If you want a grammar guide, get Karen Elizabeth Gordon’s [*She said that Lands’ End misuses the apostrophe without apology, yet the company has said countless times that, [url=http://tinyurl.com/34k6v2]yes, it is an error](http://www.amazon.com/Deluxe-Transitive-Vampire-Handbook-Innocent/dp/0679418601[The Transitive Vampire[/url), but they had already printed the catalog and were stuck with it.

The most common misuse seems to me to be in plurals of words that end in a vowel. Lots of people seem to think that, say, “pizzas” is wrong, and somehow ought to be “pizza’s”. I think the vowel thing is key, as you’ll see lists like: “Burgers, Chips, Pizza’s” or “Video’s and Televisions”, with only the word ending in a vowel taking an apostrophe.

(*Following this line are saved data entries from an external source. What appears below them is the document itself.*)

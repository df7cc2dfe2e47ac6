//! SATA family command ring: a fixed pool of hardware command slots
//! (spec §4.3), generalizing the `AhciCommandHeader`/`AhciPrd` layout in
//! `examples/vzwjustin-Rustos/src/drivers/storage/ahci.rs` and
//! `examples/zerox029-toast/src/drivers/pci/ahci/mod.rs` into a typed,
//! testable slot pool instead of raw pointer bookkeeping.

use crate::dma::Direction;
use crate::error::{DriverError, DriverResult};
use core::sync::atomic::{AtomicBool, Ordering};

/// Maximum scatter-gather segments per command; bounded by the hardware's
/// physical region descriptor table, sized here to a generous but fixed
/// capacity suitable for a `heapless`-style fixed array.
pub const MAX_SG: usize = 16;

/// One scatter-gather segment: a DMA bus address plus a sector count.
#[derive(Debug, Clone, Copy)]
pub struct Segment {
    pub bus_addr: u64,
    pub sector_count: u32,
}

/// A physical region descriptor table entry (spec §4.3): byte count is
/// `(sectors * sector_size) - 1` per the AHCI 1.3 PRDT encoding.
#[derive(Debug, Clone, Copy, Default)]
pub struct PrdEntry {
    pub bus_addr: u64,
    pub byte_count_minus_one: u32,
}

/// A Host-to-Device Register FIS (spec §6: "the standard 20-byte
/// encoding"), generalizing `FisRegH2D` in
/// `examples/RedHatOnTop-kernel-performed-illegal-operation/kernel/src/drivers/storage/ahci.rs`
/// down to the fields this crate's command set actually varies: the ATA
/// command opcode, the device register, the LBA, and the sector count.
#[derive(Debug, Clone, Copy, Default, PartialEq, Eq)]
pub struct CommandHeader {
    pub command: u8,
    pub device: u8,
    pub lba: u64,
    pub count: u16,
}

/// The callback a caller registers with a reserved slot, fired exactly
/// once: with `(Ok(bytes_transferred), _)` on success or `(Err(e), 0)` on
/// abort/error (spec §3, §8 property 6).
pub type Callback = alloc::boxed::Box<dyn FnOnce(DriverResult<u32>) + Send>;

/// One hardware command slot. The busy flag is the sole field mutated by
/// both the client path (`reserve`) and the interrupt path
/// (`scan_completions`/`abort`); all acquisitions go through an atomic
/// compare-and-swap from 0 to 1 (spec §3, §8 property 1).
struct Slot {
    busy: AtomicBool,
    callback: spin::Mutex<Option<Callback>>,
    prdt: spin::Mutex<heapless::Vec<PrdEntry, MAX_SG>>,
    direction: spin::Mutex<Direction>,
    header: spin::Mutex<CommandHeader>,
}

impl Slot {
    fn new() -> Self {
        Self {
            busy: AtomicBool::new(false),
            callback: spin::Mutex::new(None),
            prdt: spin::Mutex::new(heapless::Vec::new()),
            direction: spin::Mutex::new(Direction::Bidirectional),
            header: spin::Mutex::new(CommandHeader::default()),
        }
    }
}

/// A pool of `N` command slots belonging to one port.
pub struct SlotPool<const N: usize> {
    slots: alloc::vec::Vec<Slot>,
}

impl<const N: usize> SlotPool<N> {
    pub fn new() -> Self {
        let mut slots = alloc::vec::Vec::with_capacity(N);
        for _ in 0..N {
            slots.push(Slot::new());
        }
        Self { slots }
    }

    pub fn capacity(&self) -> usize {
        N
    }

    /// Atomically claim the lowest-indexed free slot.
    pub fn reserve(&self) -> Option<usize> {
        for (idx, slot) in self.slots.iter().enumerate() {
            if slot
                .busy
                .compare_exchange(false, true, Ordering::AcqRel, Ordering::Acquire)
                .is_ok()
            {
                return Some(idx);
            }
        }
        None
    }

    /// Fill the slot's command header and PRDT and record its callback
    /// (spec §4.3: "fills the hardware command header from the block
    /// request, enumerates up to `MAX_SG` segments into the physical
    /// region descriptor table"). Fails with `InvalidArgument` if
    /// `sg_list` exceeds [`MAX_SG`].
    #[allow(clippy::too_many_arguments)]
    pub fn setup(
        &self,
        slot: usize,
        sector_size: u32,
        direction: Direction,
        command: u8,
        lba: u64,
        count: u16,
        sg_list: &[Segment],
        callback: Callback,
    ) -> DriverResult<()> {
        if sg_list.len() > MAX_SG {
            return Err(DriverError::InvalidArgument);
        }
        let mut prdt = heapless::Vec::new();
        for seg in sg_list {
            let byte_count = seg.sector_count as u64 * sector_size as u64;
            let _ = prdt.push(PrdEntry {
                bus_addr: seg.bus_addr,
                byte_count_minus_one: (byte_count - 1) as u32,
            });
        }
        *self.slots[slot].prdt.lock() = prdt;
        *self.slots[slot].direction.lock() = direction;
        // LBA mode is always selected (bit 6); this crate never issues
        // CHS-addressed commands.
        *self.slots[slot].header.lock() = CommandHeader { command, device: 0x40, lba, count };
        *self.slots[slot].callback.lock() = Some(callback);
        Ok(())
    }

    pub fn prdt(&self, slot: usize) -> heapless::Vec<PrdEntry, MAX_SG> {
        self.slots[slot].prdt.lock().clone()
    }

    pub fn header(&self, slot: usize) -> CommandHeader {
        *self.slots[slot].header.lock()
    }

    /// `issue` itself (the doorbell write) is the port state machine's
    /// job, since it needs the port's command-issue register; this layer
    /// only tracks the slot data the state machine writes through.
    pub fn is_busy(&self, slot: usize) -> bool {
        self.slots[slot].busy.load(Ordering::Acquire)
    }

    /// Invoke the slot's callback with an I/O error and release it.
    pub fn abort(&self, slot: usize) {
        self.complete_with(slot, Err(DriverError::IoError));
    }

    /// Every slot whose command-issue bit is zero but whose busy flag is
    /// set has completed; invoke its callback with success and the
    /// transfer's actual byte count — the sum of its own PRDT entries,
    /// not a flat per-port constant (spec §8 property 6: `bytes =
    /// num_sectors × sector_size`) — then release it.
    pub fn scan_completions(&self, command_issue: u32) {
        for idx in 0..N {
            let bit_clear = command_issue & (1 << idx) == 0;
            if bit_clear && self.slots[idx].busy.load(Ordering::Acquire) {
                let bytes = self.transferred_bytes(idx);
                self.complete_with(idx, Ok(bytes));
            }
        }
    }

    fn transferred_bytes(&self, slot: usize) -> u32 {
        self.slots[slot]
            .prdt
            .lock()
            .iter()
            .map(|entry| entry.byte_count_minus_one + 1)
            .sum()
    }

    fn complete_with(&self, slot: usize, result: DriverResult<u32>) {
        let cb = self.slots[slot].callback.lock().take();
        self.slots[slot].prdt.lock().clear();
        self.slots[slot].busy.store(false, Ordering::Release);
        if let Some(cb) = cb {
            cb(result);
        }
    }
}

impl<const N: usize> Default for SlotPool<N> {
    fn default() -> Self {
        Self::new()
    }
}

#[cfg(test)]
mod tests {
    use super::*;
    use alloc::sync::Arc;
    use core::sync::atomic::AtomicU32;

    #[test]
    fn reserve_claims_lowest_free_slot() {
        let pool: SlotPool<4> = SlotPool::new();
        assert_eq!(pool.reserve(), Some(0));
        assert_eq!(pool.reserve(), Some(1));
        assert_eq!(pool.reserve(), Some(2));
        assert_eq!(pool.reserve(), Some(3));
        assert_eq!(pool.reserve(), None);
    }

    #[test]
    fn no_two_reservers_get_the_same_index_under_contention() {
        // Single-threaded but exercises the CAS path explicitly: an
        // already-busy slot must never be handed out again until released.
        let pool: SlotPool<8> = SlotPool::new();
        let mut seen = alloc::vec::Vec::new();
        for _ in 0..8 {
            let s = pool.reserve().expect("slot available");
            assert!(!seen.contains(&s));
            seen.push(s);
        }
        assert_eq!(pool.reserve(), None);
    }

    #[test]
    fn busy_flag_tracks_callback_registration() {
        let pool: SlotPool<2> = SlotPool::new();
        let slot = pool.reserve().unwrap();
        assert!(pool.is_busy(slot));
        pool.setup(
            slot,
            512,
            Direction::FromDevice,
            0x25,
            0,
            1,
            &[],
            alloc::boxed::Box::new(|_| {}),
        )
        .unwrap();
        pool.abort(slot);
        assert!(!pool.is_busy(slot));
        // Released slot can be reserved again.
        assert_eq!(pool.reserve(), Some(slot));
    }

    #[test]
    fn setup_rejects_oversized_segment_list() {
        let pool: SlotPool<2> = SlotPool::new();
        let slot = pool.reserve().unwrap();
        let segs = [Segment { bus_addr: 0, sector_count: 1 }; MAX_SG + 1];
        let err = pool
            .setup(slot, 512, Direction::ToDevice, 0x35, 0, 1, &segs, alloc::boxed::Box::new(|_| {}))
            .unwrap_err();
        assert_eq!(err, DriverError::InvalidArgument);
    }

    #[test]
    fn prdt_byte_count_is_sectors_times_size_minus_one() {
        let pool: SlotPool<1> = SlotPool::new();
        let slot = pool.reserve().unwrap();
        let segs = [Segment { bus_addr: 0x2000, sector_count: 8 }];
        pool.setup(slot, 512, Direction::FromDevice, 0x25, 0, 8, &segs, alloc::boxed::Box::new(|_| {}))
            .unwrap();
        let prdt = pool.prdt(slot);
        assert_eq!(prdt[0].byte_count_minus_one, 8 * 512 - 1);
    }

    #[test]
    fn setup_records_the_command_header() {
        let pool: SlotPool<1> = SlotPool::new();
        let slot = pool.reserve().unwrap();
        pool.setup(slot, 512, Direction::FromDevice, 0x25, 12_345, 8, &[], alloc::boxed::Box::new(|_| {}))
            .unwrap();
        let header = pool.header(slot);
        assert_eq!(header.command, 0x25);
        assert_eq!(header.lba, 12_345);
        assert_eq!(header.count, 8);
        assert_eq!(header.device, 0x40);
    }

    #[test]
    fn abort_invokes_callback_with_io_error_and_zero_bytes() {
        let pool: SlotPool<1> = SlotPool::new();
        let slot = pool.reserve().unwrap();
        let got: Arc<AtomicU32> = Arc::new(AtomicU32::new(0));
        let got2 = got.clone();
        pool.setup(
            slot,
            512,
            Direction::ToDevice,
            0x35,
            0,
            1,
            &[],
            alloc::boxed::Box::new(move |res| {
                assert_eq!(res, Err(DriverError::IoError));
                got2.store(1, Ordering::SeqCst);
            }),
        )
        .unwrap();
        pool.abort(slot);
        assert_eq!(got.load(Ordering::SeqCst), 1);
    }

    #[test]
    fn scan_completions_fires_success_and_releases_only_finished_slots() {
        let pool: SlotPool<4> = SlotPool::new();
        let a = pool.reserve().unwrap();
        let b = pool.reserve().unwrap();
        let a_done = Arc::new(AtomicU32::new(0));
        let b_done = Arc::new(AtomicU32::new(0));
        let (ac, bc) = (a_done.clone(), b_done.clone());
        let a_segs = [Segment { bus_addr: 0x2000, sector_count: 8 }];
        pool.setup(a, 512, Direction::FromDevice, 0x25, 0, 8, &a_segs, alloc::boxed::Box::new(move |r| {
            assert_eq!(r, Ok(4096));
            ac.store(1, Ordering::SeqCst);
        }))
        .unwrap();
        pool.setup(b, 512, Direction::FromDevice, 0x25, 0, 1, &[], alloc::boxed::Box::new(move |_| {
            bc.store(1, Ordering::SeqCst);
        }))
        .unwrap();

        // Only slot `a`'s command-issue bit cleared -> only `a` completed.
        let ci = !(1u32 << a);
        pool.scan_completions(ci);
        assert_eq!(a_done.load(Ordering::SeqCst), 1);
        assert_eq!(b_done.load(Ordering::SeqCst), 0);
        assert!(!pool.is_busy(a));
        assert!(pool.is_busy(b));
    }
}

Personally, I blame the teacher’s.

Using 's for plurals involving initials (A’s, IQ’s) is normal, but using 's for regular words is just plain wrong.

A local business calls itself House of Trophy’s. I guess they thought that if they spelled it Trophies, no one would know what they were talking about. . . .

My contribution to the apostrophe debate is to use them when you’re pluralizing letters because to omit it would cause confusion. “I got four As on my report card” sounds like the word “as” rather than the plural of A. So, “I got four A’s on my report card and two B’s.”

Though of course many letter grades are the result of bs. :wink:

Maybe it a trophy’s house?

Actually, you see this sort of thing a lot with words that end in a “y”. I don’t think it’s deliberate, I think it’s just a case of people forgetting that the -y ending becomes -ies in the plural. So the writer puts down “House of Trophys” and then thinks, “Hmm, that ‘ys’ looks all wrong to me. How can we fix that? I know – one of those tadpole marks!”

In some contexts apostrophes are dying out.

Many companies have abandoned the possessive apostrophe in their names (Barclays Bank, Harrods).

Since one use of an apostrophe is to indicate that something has been omitted (*it’s * for it is, for instance), I think that these companies should put an apostrophe in their names to indicate that the first apostrophe has been left out. :wink:

Oddly enough, putting an apostrophe in the plural of a word that ends in a vowel is correct usage—in Dutch.

I can’t imagine that the Dutch language has sufficient impact on English to have caused this trend. But perhaps the same mysterious force is at work in both situations (i.e., Dutch speakers adopting the “vowel-apostrophe-s” plurals as formally correct usage, and English speakers preferring “vowel-apostrophe-s” plurals even though they’re formally incorrect).

Near my house is a place whose sign says “Bolivia’n Restaurant.”

Eh?

As has been noted on these boards before, the English have an odd habit of sticking an s on the end of any company name. I know someone who worked for what used to be the law firm Sidley & Austin. Here in the United States, we might shorten that to “Sidley.” (“I’ve been at Sidley since 1998.”) But he always said “Sidleys.” Strange.

Har!

Nice try, but they really do sell trophy’s and such.